> _Items from a dataset_
------------------------------------------------

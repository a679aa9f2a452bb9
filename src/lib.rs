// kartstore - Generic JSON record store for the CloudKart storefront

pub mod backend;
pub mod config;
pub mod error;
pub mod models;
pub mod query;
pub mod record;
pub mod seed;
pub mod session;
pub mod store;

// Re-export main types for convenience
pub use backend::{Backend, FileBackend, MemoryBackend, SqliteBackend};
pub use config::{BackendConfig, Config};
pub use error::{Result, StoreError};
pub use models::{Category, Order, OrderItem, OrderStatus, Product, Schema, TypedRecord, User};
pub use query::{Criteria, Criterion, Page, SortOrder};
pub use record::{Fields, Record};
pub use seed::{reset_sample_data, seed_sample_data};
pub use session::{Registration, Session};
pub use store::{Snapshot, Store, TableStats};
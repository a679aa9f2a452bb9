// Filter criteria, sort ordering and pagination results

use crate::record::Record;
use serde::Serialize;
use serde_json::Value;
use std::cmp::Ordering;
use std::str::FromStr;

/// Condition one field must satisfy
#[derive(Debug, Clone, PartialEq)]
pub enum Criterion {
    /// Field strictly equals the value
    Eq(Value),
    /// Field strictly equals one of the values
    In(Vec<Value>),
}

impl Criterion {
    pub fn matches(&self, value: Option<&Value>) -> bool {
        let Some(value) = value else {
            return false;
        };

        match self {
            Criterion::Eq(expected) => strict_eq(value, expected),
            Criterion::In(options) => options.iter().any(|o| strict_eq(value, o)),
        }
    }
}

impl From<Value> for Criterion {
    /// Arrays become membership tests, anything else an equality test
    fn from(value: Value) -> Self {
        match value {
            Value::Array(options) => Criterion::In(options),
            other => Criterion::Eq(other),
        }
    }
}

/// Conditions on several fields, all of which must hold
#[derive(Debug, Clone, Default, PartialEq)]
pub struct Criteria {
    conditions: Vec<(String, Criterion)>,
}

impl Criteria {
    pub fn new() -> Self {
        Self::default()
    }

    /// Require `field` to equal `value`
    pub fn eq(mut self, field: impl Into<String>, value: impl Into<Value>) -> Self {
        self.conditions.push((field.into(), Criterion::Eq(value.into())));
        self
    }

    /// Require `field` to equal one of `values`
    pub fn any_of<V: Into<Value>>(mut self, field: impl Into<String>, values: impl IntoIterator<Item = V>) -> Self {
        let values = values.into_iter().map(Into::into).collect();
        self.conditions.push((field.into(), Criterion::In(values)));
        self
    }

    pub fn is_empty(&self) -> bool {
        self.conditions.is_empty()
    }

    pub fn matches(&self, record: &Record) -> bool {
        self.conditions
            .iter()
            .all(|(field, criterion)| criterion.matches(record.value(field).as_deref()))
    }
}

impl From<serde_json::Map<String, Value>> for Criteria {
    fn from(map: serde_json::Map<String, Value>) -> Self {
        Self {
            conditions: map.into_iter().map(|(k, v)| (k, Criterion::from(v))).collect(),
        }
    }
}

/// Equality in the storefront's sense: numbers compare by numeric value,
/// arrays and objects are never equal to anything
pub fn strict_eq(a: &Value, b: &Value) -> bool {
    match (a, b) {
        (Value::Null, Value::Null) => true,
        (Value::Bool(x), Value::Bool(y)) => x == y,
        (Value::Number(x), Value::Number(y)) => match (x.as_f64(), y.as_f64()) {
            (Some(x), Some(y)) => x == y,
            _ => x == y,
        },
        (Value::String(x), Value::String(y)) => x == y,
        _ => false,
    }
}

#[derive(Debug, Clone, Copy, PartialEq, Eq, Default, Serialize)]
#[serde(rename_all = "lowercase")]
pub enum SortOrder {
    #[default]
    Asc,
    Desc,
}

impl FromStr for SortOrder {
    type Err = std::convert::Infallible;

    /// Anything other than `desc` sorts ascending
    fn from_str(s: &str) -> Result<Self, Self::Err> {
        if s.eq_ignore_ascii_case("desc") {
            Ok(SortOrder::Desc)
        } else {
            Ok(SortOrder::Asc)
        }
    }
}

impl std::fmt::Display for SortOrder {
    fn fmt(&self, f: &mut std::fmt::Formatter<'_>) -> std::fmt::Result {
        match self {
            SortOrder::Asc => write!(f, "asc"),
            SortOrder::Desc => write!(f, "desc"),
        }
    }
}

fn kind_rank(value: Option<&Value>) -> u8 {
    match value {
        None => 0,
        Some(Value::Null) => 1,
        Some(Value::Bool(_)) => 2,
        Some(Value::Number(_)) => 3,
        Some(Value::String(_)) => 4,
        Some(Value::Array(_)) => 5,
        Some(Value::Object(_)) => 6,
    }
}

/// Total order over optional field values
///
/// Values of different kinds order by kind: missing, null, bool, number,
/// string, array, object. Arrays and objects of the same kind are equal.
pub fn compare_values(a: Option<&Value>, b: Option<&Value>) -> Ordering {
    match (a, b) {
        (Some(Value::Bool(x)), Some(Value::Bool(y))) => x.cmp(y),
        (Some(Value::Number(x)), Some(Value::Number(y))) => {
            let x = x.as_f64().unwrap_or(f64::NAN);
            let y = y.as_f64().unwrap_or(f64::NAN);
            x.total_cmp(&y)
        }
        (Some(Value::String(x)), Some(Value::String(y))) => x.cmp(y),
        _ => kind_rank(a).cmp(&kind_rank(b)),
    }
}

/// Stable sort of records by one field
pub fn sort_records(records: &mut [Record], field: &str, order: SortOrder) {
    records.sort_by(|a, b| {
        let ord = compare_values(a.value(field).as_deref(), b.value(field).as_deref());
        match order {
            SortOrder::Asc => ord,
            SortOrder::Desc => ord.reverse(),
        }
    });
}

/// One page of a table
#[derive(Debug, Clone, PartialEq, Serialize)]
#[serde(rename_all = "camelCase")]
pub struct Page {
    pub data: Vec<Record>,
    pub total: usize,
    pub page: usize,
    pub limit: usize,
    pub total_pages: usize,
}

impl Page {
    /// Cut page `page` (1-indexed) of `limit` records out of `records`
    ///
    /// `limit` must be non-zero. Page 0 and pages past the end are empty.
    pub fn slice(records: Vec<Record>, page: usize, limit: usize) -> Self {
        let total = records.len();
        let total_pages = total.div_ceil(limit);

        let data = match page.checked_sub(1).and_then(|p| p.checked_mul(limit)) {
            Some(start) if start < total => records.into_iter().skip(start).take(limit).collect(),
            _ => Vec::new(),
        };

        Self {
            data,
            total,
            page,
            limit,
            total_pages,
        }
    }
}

------------------------------------------------

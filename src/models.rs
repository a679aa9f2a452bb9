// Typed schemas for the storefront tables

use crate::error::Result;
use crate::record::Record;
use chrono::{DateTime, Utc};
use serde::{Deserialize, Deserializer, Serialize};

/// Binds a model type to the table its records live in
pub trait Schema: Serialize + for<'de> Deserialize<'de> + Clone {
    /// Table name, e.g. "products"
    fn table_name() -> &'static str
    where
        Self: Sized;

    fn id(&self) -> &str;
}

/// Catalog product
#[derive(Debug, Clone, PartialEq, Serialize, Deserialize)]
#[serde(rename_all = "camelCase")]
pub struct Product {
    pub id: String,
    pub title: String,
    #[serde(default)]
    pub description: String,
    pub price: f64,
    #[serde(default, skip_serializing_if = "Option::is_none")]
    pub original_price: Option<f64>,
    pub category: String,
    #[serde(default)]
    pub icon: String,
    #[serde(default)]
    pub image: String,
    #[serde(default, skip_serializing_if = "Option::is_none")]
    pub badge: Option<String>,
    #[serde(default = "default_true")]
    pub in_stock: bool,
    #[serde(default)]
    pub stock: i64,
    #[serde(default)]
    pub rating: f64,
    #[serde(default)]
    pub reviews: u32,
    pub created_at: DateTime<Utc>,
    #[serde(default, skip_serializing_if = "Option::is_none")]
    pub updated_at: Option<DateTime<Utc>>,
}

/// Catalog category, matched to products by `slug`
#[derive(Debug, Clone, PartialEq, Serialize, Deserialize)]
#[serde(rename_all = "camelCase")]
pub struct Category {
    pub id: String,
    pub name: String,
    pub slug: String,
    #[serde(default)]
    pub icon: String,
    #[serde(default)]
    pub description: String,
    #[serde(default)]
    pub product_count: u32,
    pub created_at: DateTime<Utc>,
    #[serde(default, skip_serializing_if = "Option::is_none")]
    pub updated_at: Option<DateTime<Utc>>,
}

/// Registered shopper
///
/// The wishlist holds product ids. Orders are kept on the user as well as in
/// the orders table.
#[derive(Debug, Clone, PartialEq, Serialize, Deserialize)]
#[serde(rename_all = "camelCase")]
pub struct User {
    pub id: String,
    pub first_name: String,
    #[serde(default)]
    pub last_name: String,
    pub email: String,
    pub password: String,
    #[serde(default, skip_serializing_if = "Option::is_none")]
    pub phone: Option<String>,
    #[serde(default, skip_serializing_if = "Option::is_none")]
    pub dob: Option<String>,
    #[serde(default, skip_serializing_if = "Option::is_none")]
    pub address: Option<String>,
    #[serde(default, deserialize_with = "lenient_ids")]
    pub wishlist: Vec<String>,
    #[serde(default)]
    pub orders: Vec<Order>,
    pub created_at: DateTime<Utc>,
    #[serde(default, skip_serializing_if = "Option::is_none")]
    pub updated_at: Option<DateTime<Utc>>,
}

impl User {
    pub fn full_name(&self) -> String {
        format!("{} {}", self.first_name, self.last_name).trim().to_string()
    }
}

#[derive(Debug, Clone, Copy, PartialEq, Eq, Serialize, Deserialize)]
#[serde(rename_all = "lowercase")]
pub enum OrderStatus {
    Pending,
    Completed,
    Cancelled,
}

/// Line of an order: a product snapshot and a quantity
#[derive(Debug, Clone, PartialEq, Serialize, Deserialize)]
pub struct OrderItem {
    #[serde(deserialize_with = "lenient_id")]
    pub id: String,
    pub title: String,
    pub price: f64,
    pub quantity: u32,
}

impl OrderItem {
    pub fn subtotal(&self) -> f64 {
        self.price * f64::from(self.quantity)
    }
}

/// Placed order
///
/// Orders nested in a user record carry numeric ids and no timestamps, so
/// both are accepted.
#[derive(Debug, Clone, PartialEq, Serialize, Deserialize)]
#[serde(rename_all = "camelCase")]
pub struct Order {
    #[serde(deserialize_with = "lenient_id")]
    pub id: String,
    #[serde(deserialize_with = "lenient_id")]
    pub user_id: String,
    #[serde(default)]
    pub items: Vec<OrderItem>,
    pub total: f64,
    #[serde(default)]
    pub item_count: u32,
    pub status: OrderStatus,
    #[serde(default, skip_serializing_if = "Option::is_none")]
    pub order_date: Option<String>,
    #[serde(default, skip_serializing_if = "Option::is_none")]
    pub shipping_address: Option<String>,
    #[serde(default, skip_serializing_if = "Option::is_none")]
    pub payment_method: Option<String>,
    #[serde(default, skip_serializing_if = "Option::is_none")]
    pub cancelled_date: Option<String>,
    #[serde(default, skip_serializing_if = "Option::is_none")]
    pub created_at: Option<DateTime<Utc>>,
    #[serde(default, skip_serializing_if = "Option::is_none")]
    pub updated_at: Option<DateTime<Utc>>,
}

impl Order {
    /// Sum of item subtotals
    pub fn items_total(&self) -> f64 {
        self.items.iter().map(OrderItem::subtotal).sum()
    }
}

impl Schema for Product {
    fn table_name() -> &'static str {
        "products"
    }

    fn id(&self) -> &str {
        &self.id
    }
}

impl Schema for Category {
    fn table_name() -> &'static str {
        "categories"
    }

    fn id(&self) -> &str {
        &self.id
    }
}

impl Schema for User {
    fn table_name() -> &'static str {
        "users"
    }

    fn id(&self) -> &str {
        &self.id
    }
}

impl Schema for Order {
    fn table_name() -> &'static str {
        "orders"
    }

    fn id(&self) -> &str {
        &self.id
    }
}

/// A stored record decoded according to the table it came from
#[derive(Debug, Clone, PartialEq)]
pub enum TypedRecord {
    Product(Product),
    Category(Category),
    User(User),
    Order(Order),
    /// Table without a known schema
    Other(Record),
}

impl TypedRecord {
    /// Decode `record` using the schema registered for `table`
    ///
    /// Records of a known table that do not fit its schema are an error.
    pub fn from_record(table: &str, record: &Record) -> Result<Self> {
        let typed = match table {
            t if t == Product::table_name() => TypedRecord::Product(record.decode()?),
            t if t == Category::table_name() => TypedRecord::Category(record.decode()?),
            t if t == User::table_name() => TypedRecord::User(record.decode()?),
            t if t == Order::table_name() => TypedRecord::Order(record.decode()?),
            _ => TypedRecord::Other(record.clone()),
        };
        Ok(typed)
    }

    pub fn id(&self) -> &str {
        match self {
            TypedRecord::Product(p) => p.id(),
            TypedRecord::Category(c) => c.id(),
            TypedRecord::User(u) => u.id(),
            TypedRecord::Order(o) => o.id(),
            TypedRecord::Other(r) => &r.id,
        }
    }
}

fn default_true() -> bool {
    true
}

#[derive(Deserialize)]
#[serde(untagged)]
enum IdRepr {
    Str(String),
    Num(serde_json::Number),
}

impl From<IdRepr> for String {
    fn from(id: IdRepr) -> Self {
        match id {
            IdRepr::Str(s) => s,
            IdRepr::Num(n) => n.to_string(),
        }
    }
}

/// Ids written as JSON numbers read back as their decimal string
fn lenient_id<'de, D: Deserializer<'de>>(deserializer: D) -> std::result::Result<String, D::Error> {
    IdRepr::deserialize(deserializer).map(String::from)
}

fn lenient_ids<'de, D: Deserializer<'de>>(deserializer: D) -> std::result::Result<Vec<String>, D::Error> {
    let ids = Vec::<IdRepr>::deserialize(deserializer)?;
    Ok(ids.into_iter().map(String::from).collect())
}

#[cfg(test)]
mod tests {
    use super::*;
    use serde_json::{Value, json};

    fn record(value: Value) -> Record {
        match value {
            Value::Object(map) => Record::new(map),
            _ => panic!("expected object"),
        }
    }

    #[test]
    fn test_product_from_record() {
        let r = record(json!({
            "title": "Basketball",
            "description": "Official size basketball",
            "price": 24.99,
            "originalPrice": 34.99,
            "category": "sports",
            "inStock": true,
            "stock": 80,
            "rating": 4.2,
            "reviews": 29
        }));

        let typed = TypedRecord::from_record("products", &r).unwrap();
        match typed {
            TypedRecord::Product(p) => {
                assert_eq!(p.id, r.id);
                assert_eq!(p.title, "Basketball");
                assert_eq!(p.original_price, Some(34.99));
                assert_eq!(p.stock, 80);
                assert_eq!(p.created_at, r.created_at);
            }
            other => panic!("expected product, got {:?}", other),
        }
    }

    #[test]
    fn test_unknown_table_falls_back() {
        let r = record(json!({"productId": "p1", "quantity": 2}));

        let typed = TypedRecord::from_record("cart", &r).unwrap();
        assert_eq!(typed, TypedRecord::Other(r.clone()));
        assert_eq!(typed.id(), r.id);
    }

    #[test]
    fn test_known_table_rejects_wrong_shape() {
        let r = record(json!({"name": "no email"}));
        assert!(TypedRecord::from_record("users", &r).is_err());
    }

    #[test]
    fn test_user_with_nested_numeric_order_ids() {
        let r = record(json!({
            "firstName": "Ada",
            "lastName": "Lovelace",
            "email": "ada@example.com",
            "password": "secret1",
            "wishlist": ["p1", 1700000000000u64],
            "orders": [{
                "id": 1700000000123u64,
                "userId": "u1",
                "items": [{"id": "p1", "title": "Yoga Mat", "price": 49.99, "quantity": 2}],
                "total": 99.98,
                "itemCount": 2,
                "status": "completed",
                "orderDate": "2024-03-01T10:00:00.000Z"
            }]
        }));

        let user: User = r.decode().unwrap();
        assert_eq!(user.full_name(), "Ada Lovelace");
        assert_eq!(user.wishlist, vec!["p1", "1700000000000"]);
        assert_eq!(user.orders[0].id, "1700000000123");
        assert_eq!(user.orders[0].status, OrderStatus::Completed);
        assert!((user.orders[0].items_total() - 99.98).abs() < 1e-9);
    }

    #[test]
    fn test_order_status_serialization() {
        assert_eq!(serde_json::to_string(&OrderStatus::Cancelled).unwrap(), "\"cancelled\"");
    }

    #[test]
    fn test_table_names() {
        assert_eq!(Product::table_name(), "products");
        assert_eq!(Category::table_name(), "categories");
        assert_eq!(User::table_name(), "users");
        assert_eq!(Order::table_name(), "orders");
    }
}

------------------------------------------------

> _What the task requires_
Check each line of the entries for the string "struct". Copy the lines that have it.

> _Solution_
pub struct Criteria {
pub struct Page {
pub struct Product {
pub struct Category {
pub struct User {
pub struct OrderItem {
pub struct Order {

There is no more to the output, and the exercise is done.